Scrum has been around for the past 21 years, with Scrum.org fueling and supporting the methodology since 2009. According to the organization, today about 90% of teams use Scrum, and more than 1 million people have taken the Scrum.org assessments. But with the recent innovations and ever-changing trends in the software development space, is there still a future for Scrum? Dave West, product owner and CEO of Scrum.org, says yes.

West spoke at the Agile 2016 conference in Atlanta about the past, present and future of the popular agile methodology. While the organization recently released the Nexus framework, a lightweight exoskeleton for those looking to scale Scrum, and recently added values to the Scrum guide, Scrum.org is not done helping Scrum evolve—and neither are software developers.

(Related: Agile 2016: Happy workers are productive workers)

According to West, there are a variety of different concepts of “done” in the software industry. Some teams believe they are done when they finish development; others believe it ends at operations; and then there are a few that don’t believe you are done until you reach business agility.

“What we see is that ‘done’ is being fragmented across many organizational boundaries; people don’t really get it, there is not a universal definition,” he said.

To address this problem, West revealed that the organization is working on a Scrum Development Kit, similar to a developer’s SDK. While the organization still isn’t exactly sure what it intends to do with the Scrum Development Kit, the intent is to provide Scrum teams everything they need to deliver working software.
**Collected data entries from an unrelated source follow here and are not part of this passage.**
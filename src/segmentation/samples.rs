use std::collections::BTreeMap;

use rand::rngs::StdRng;
use rand::seq::SliceRandom;
use rand::SeedableRng;
use serde::Serialize;

use super::dataset::{FieldValue, HistoricalDataset, HistoricalRecord};

/// Records drawn per outcome class.
pub const SAMPLES_PER_OUTCOME: usize = 3;

/// One historical applicant as shown to API callers; gaps serialize as `null`.
#[derive(Debug, Clone, PartialEq, Serialize)]
pub struct SampleRecord {
    #[serde(flatten)]
    pub features: BTreeMap<String, Option<FieldValue>>,
    pub loan_status: u8,
    #[serde(skip_serializing_if = "Option::is_none")]
    pub cluster: Option<usize>,
}

impl SampleRecord {
    fn from_record(names: &[String], record: &HistoricalRecord) -> Self {
        Self {
            features: names
                .iter()
                .cloned()
                .zip(record.features.iter().cloned())
                .collect(),
            loan_status: u8::from(record.defaulted),
            cluster: record.cluster,
        }
    }
}

/// Seeded example records of repaid and defaulted applicants, with class counts.
#[derive(Debug, Clone, PartialEq, Default, Serialize)]
pub struct HistoricalSamples {
    pub approved: Vec<SampleRecord>,
    pub defaulted: Vec<SampleRecord>,
    pub approved_count: usize,
    pub defaulted_count: usize,
    pub total_count: usize,
}

impl HistoricalSamples {
    /// Draws up to `per_outcome` records from each class. The same seed always yields
    /// the same records.
    pub fn draw(dataset: &HistoricalDataset, per_outcome: usize, seed: u64) -> Self {
        let (defaulted, approved): (Vec<&HistoricalRecord>, Vec<&HistoricalRecord>) =
            dataset.records().iter().partition(|record| record.defaulted);

        let mut rng = StdRng::seed_from_u64(seed);
        let names = dataset.feature_names();
        let mut pick = |pool: &[&HistoricalRecord]| -> Vec<SampleRecord> {
            pool.choose_multiple(&mut rng, per_outcome)
                .map(|record| SampleRecord::from_record(names, record))
                .collect()
        };

        Self {
            approved: pick(&approved),
            defaulted: pick(&defaulted),
            approved_count: approved.len(),
            defaulted_count: defaulted.len(),
            total_count: dataset.len(),
        }
    }
}
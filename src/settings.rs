//! Persistent loop settings
//!
//! Saves and loads loop tuning (cycle length, zone gating, echo cap, actor
//! speeds) to/from a loop_settings.json file in the config directory.

use bevy::prelude::*;
use serde::{Deserialize, Serialize};
use std::fs;
use std::path::Path;

use crate::constants::*;

/// Path to the settings file
pub const SETTINGS_FILE: &str = "config/loop_settings.json";

fn default_true() -> bool {
    true
}

/// Settings that survive between sessions
#[derive(Debug, Clone, PartialEq, Serialize, Deserialize)]
pub struct LoopSettings {
    /// Seconds recorded per cycle (also the echo repetition length)
    pub cycle_duration: f32,
    /// Whether a cycle may only start inside an activation zone
    #[serde(default = "default_true")]
    pub require_activation_zone: bool,
    /// Maximum live echoes (None = unlimited)
    #[serde(default)]
    pub max_echoes: Option<usize>,
    pub walk_speed: f32,
    pub run_speed: f32,
    pub interact_range: f32,
    /// Write .evlog files under logs/
    #[serde(default = "default_true")]
    pub event_log: bool,
}

impl Default for LoopSettings {
    fn default() -> Self {
        Self {
            cycle_duration: DEFAULT_CYCLE_DURATION,
            require_activation_zone: true,
            max_echoes: None,
            walk_speed: WALK_SPEED,
            run_speed: RUN_SPEED,
            interact_range: INTERACT_RANGE,
            event_log: true,
        }
    }
}

impl LoopSettings {
    /// Load settings from file, or return defaults if file doesn't exist
    pub fn load() -> Self {
        Self::load_from(Path::new(SETTINGS_FILE))
    }

    pub fn load_from(path: &Path) -> Self {
        if !path.exists() {
            info!("No {} found, using defaults", path.display());
            return Self::default();
        }

        match fs::read_to_string(path) {
            Ok(content) => match Self::parse(&content) {
                Ok(settings) => {
                    info!("Loaded settings from {}", path.display());
                    settings
                }
                Err(e) => {
                    warn!("Failed to parse {}: {}, using defaults", path.display(), e);
                    Self::default()
                }
            },
            Err(e) => {
                warn!("Failed to read {}: {}, using defaults", path.display(), e);
                Self::default()
            }
        }
    }

    /// Parse settings JSON. Rejects a non-positive cycle duration.
    pub fn parse(content: &str) -> Result<Self, String> {
        let settings: Self = serde_json::from_str(content).map_err(|e| e.to_string())?;
        if !(settings.cycle_duration > 0.0) {
            return Err(format!(
                "cycle_duration must be positive, got {}",
                settings.cycle_duration
            ));
        }
        Ok(settings)
    }

    /// Save settings to file
    pub fn save(&self) -> Result<(), std::io::Error> {
        self.save_to(Path::new(SETTINGS_FILE))
    }

    pub fn save_to(&self, path: &Path) -> Result<(), std::io::Error> {
        let json = serde_json::to_string_pretty(self)
            .map_err(|e| std::io::Error::new(std::io::ErrorKind::InvalidData, e))?;

        if let Some(parent) = path.parent() {
            fs::create_dir_all(parent)?;
        }

        fs::write(path, json)?;
        info!("Saved settings to {}", path.display());
        Ok(())
    }
}

/// Resource holding the active settings
#[derive(Resource, Debug, Clone, Default)]
pub struct CurrentSettings {
    pub settings: LoopSettings,
}

impl CurrentSettings {
    pub fn new(settings: LoopSettings) -> Self {
        Self { settings }
    }
}
//! Echo playback.
//!
//! Each echo owns an [`EchoPlayback`]: a [`PlaybackTimeline`] over one cycle's
//! recording plus the interactable registry snapshot taken when it spawned.
//! Echoes never talk to each other or to the orchestrator after spawn.

mod echo;
mod spawner;
mod timeline;

pub use echo::{Echo, EchoPlayback, MotionAnimator, drive_echoes};
pub use spawner::{EchoBlueprint, EchoSpawnService, EchoSpawner, SpawnError, SpawnRequest};
pub use timeline::PlaybackTimeline;
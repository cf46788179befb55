//! Echo spawn service

use bevy::prelude::*;

use crate::recording::Pose;

use super::{Echo, EchoPlayback, MotionAnimator};

/// Everything needed to bring one echo into the world
pub struct SpawnRequest {
    pub cycle: u32,
    pub pose: Pose,
    pub playback: EchoPlayback,
    /// Echoes alive before this spawn
    pub live_echoes: usize,
}

/// Why an echo could not be spawned
#[derive(Debug, Clone, PartialEq)]
pub enum SpawnError {
    CapacityReached { limit: usize },
    InvalidPose,
}

impl std::fmt::Display for SpawnError {
    fn fmt(&self, f: &mut std::fmt::Formatter<'_>) -> std::fmt::Result {
        match self {
            SpawnError::CapacityReached { limit } => write!(f, "echo limit of {} reached", limit),
            SpawnError::InvalidPose => write!(f, "spawn pose is not finite"),
        }
    }
}

impl std::error::Error for SpawnError {}

/// Creates echo entities. Swappable so scenes and tests can decide what an
/// echo looks like or refuse to spawn one.
pub trait EchoSpawner: Send + Sync + 'static {
    fn spawn_echo(&self, commands: &mut Commands, request: SpawnRequest) -> Result<Entity, SpawnError>;
}

/// Resource wrapping the active spawner
#[derive(Resource)]
pub struct EchoSpawnService(pub Box<dyn EchoSpawner>);

impl EchoSpawnService {
    pub fn new(spawner: impl EchoSpawner) -> Self {
        Self(Box::new(spawner))
    }

    pub fn spawn_echo(&self, commands: &mut Commands, request: SpawnRequest) -> Result<Entity, SpawnError> {
        self.0.spawn_echo(commands, request)
    }
}

/// Default spawner: a bare echo with transform, playback and animator.
/// Rendering is added by whoever watches for `Added<Echo>`.
#[derive(Debug, Clone, Default)]
pub struct EchoBlueprint {
    pub max_echoes: Option<usize>,
}

impl EchoSpawner for EchoBlueprint {
    fn spawn_echo(&self, commands: &mut Commands, request: SpawnRequest) -> Result<Entity, SpawnError> {
        if let Some(limit) = self.max_echoes
            && request.live_echoes >= limit
        {
            return Err(SpawnError::CapacityReached { limit });
        }
        if !request.pose.is_finite() {
            return Err(SpawnError::InvalidPose);
        }

        let entity = commands
            .spawn((
                Name::new(format!("Echo {}", request.cycle)),
                Echo {
                    cycle: request.cycle,
                },
                request.pose.to_transform(),
                MotionAnimator::default(),
                request.playback,
            ))
            .id();
        Ok(entity)
    }
}
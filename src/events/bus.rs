//! Loop event bus
//!
//! Cycle, echo, interaction and plate transitions land here in tick order.
//! The `.evlog` writer empties it each frame; headless runs and tests empty it
//! themselves. A disabled bus drops everything, which is what an app without
//! a log gets.

use bevy::prelude::*;

use super::types::LoopEvent;

/// A loop event stamped with the app clock
#[derive(Debug, Clone)]
pub struct BusEvent {
    /// App clock in whole milliseconds when the event was emitted
    pub time_ms: u32,
    pub event: LoopEvent,
}

#[derive(Resource, Default)]
pub struct EventBus {
    pending: Vec<BusEvent>,
    /// Stamp applied to events emitted this frame
    elapsed_ms: u32,
    enabled: bool,
}

impl EventBus {
    /// A bus that keeps events until drained
    pub fn new() -> Self {
        Self {
            enabled: true,
            ..Default::default()
        }
    }

    /// A bus that drops every event
    pub fn disabled() -> Self {
        Self::default()
    }

    pub fn update_time(&mut self, elapsed_secs: f32) {
        self.elapsed_ms = (elapsed_secs * 1000.0) as u32;
    }

    pub fn emit(&mut self, event: LoopEvent) {
        if self.enabled {
            let time_ms = self.elapsed_ms;
            self.pending.push(BusEvent { time_ms, event });
        }
    }

    /// Events not yet drained, oldest first
    pub fn peek(&self) -> &[BusEvent] {
        &self.pending
    }

    /// Take every pending event, leaving the bus empty
    pub fn drain(&mut self) -> Vec<BusEvent> {
        std::mem::take(&mut self.pending)
    }

    pub fn pending_count(&self) -> usize {
        self.pending.len()
    }

    pub fn is_enabled(&self) -> bool {
        self.enabled
    }

    pub fn elapsed_ms(&self) -> u32 {
        self.elapsed_ms
    }
}

/// Stamp this frame's events with the app clock. Runs first in the loop.
pub fn update_event_bus_time(mut bus: ResMut<EventBus>, time: Res<Time>) {
    bus.update_time(time.elapsed_secs());
}
//! Reference motion/interaction source for the live actor
//!
//! Kinematic top-down movement: input direction times walk or run speed, no
//! acceleration. Interaction picks the nearest interactable in front of the
//! actor within reach.

use bevy::prelude::*;

use crate::constants::*;
use crate::input::PlayerInput;
use crate::interaction::{Interactable, InteractionRequest, Performer};
use crate::player::components::*;
use crate::recording::Locomotion;
use crate::settings::CurrentSettings;

/// Nearest candidate within `range` and inside the facing cone.
/// Candidates sitting on the origin count as in front.
pub fn pick_interaction_target(
    origin: Vec2,
    facing: Vec2,
    range: f32,
    candidates: impl IntoIterator<Item = (Entity, Vec2)>,
) -> Option<Entity> {
    let facing = facing.normalize_or(Vec2::Y);
    candidates
        .into_iter()
        .filter_map(|(entity, position)| {
            let to_target = position - origin;
            let distance = to_target.length();
            if distance > range {
                return None;
            }
            if distance > f32::EPSILON && facing.dot(to_target / distance) < INTERACT_CONE_COS {
                return None;
            }
            Some((entity, distance))
        })
        .min_by(|a, b| a.1.total_cmp(&b.1))
        .map(|(entity, _)| entity)
}

/// Apply buffered input to the live actor: move, set motion flags and
/// resolve an interaction intent for this tick.
pub fn apply_actor_input(
    time: Res<Time>,
    settings: Res<CurrentSettings>,
    mut input: ResMut<PlayerInput>,
    mut actors: Query<
        (
            &mut Transform,
            &mut Velocity,
            &mut MotionState,
            &mut InteractionIntent,
            &mut Facing,
        ),
        With<LiveActor>,
    >,
    interactables: Query<(Entity, &Transform), (With<Interactable>, Without<LiveActor>)>,
    mut requests: MessageWriter<InteractionRequest>,
) {
    let tuning = &settings.settings;
    let jump = std::mem::take(&mut input.jump_pressed);
    let interact = std::mem::take(&mut input.interact_pressed);

    for (mut transform, mut velocity, mut motion, mut intent, mut facing) in &mut actors {
        let dir = input.move_dir.clamp_length_max(1.0);

        if dir.length() > MOVE_DEADZONE {
            let (speed, locomotion) = if input.run_held {
                (tuning.run_speed, Locomotion::Running)
            } else {
                (tuning.walk_speed, Locomotion::Walking)
            };
            velocity.0 = dir * speed;
            facing.0 = dir.normalize();
            motion.locomotion = locomotion;
        } else {
            velocity.0 = Vec2::ZERO;
            motion.locomotion = Locomotion::Idle;
        }

        transform.translation += velocity.0.extend(0.0) * time.delta_secs();
        transform.rotation = facing.rotation();
        motion.jump_triggered = jump;

        intent.target = None;
        if interact {
            let origin = transform.translation.truncate();
            let candidates = interactables
                .iter()
                .map(|(entity, t)| (entity, t.translation.truncate()));
            intent.target =
                pick_interaction_target(origin, facing.0, tuning.interact_range, candidates);

            if let Some(target) = intent.target {
                requests.write(InteractionRequest {
                    target,
                    performer: Performer::Live,
                });
            }
        }
    }
}

#[cfg(test)]
mod tests {
    use super::*;

    fn entities(n: usize) -> Vec<Entity> {
        let mut world = World::new();
        (0..n).map(|_| world.spawn_empty().id()).collect()
    }

    #[test]
    fn test_picks_nearest_in_front() {
        let ids = entities(2);
        let (near, far) = (ids[0], ids[1]);
        let target = pick_interaction_target(
            Vec2::ZERO,
            Vec2::Y,
            100.0,
            [(far, Vec2::new(0.0, 80.0)), (near, Vec2::new(10.0, 40.0))],
        );
        assert_eq!(target, Some(near));
    }

    #[test]
    fn test_ignores_out_of_range_and_behind() {
        let ids = entities(2);
        let (behind, distant) = (ids[0], ids[1]);
        let target = pick_interaction_target(
            Vec2::ZERO,
            Vec2::Y,
            100.0,
            [(behind, Vec2::new(0.0, -20.0)), (distant, Vec2::new(0.0, 150.0))],
        );
        assert_eq!(target, None);
    }

    #[test]
    fn test_overlapping_target_counts() {
        let under = entities(1)[0];
        let target = pick_interaction_target(Vec2::ONE, Vec2::X, 10.0, [(under, Vec2::ONE)]);
        assert_eq!(target, Some(under));
    }
}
According the him, the kit will include development environments, the definition of “done,” best practices, architecture tools, development standards, apps and module calls, and support for ALM toolsets.

In addition, West revealed the organization has Scrum Studio in the works, making it a new approach to enterprise agility. According to him, you can’t do incremental change inside of an organization because it is impossible to change the culture. “We are seeing over and over again a repeating theme that ultimately the only way to build an agile organization is not to start with an existing organization,” he said.

Scrum Studio will provide a model that organizations can use to grow agile and Scrum. It will use evidence-based measurement, ensure a consistent development path, introduce and support an SDK, and aims to set a standard for professional software delivery.

“[Scrum] is not over yet, is it?” he said. “We need to continue to improve. We need to fix some of these issues of delivering value to our customers. We need to stop failing in that pursuit. We need to become more professional, [and] we need to move away from water-Scrum-fall.”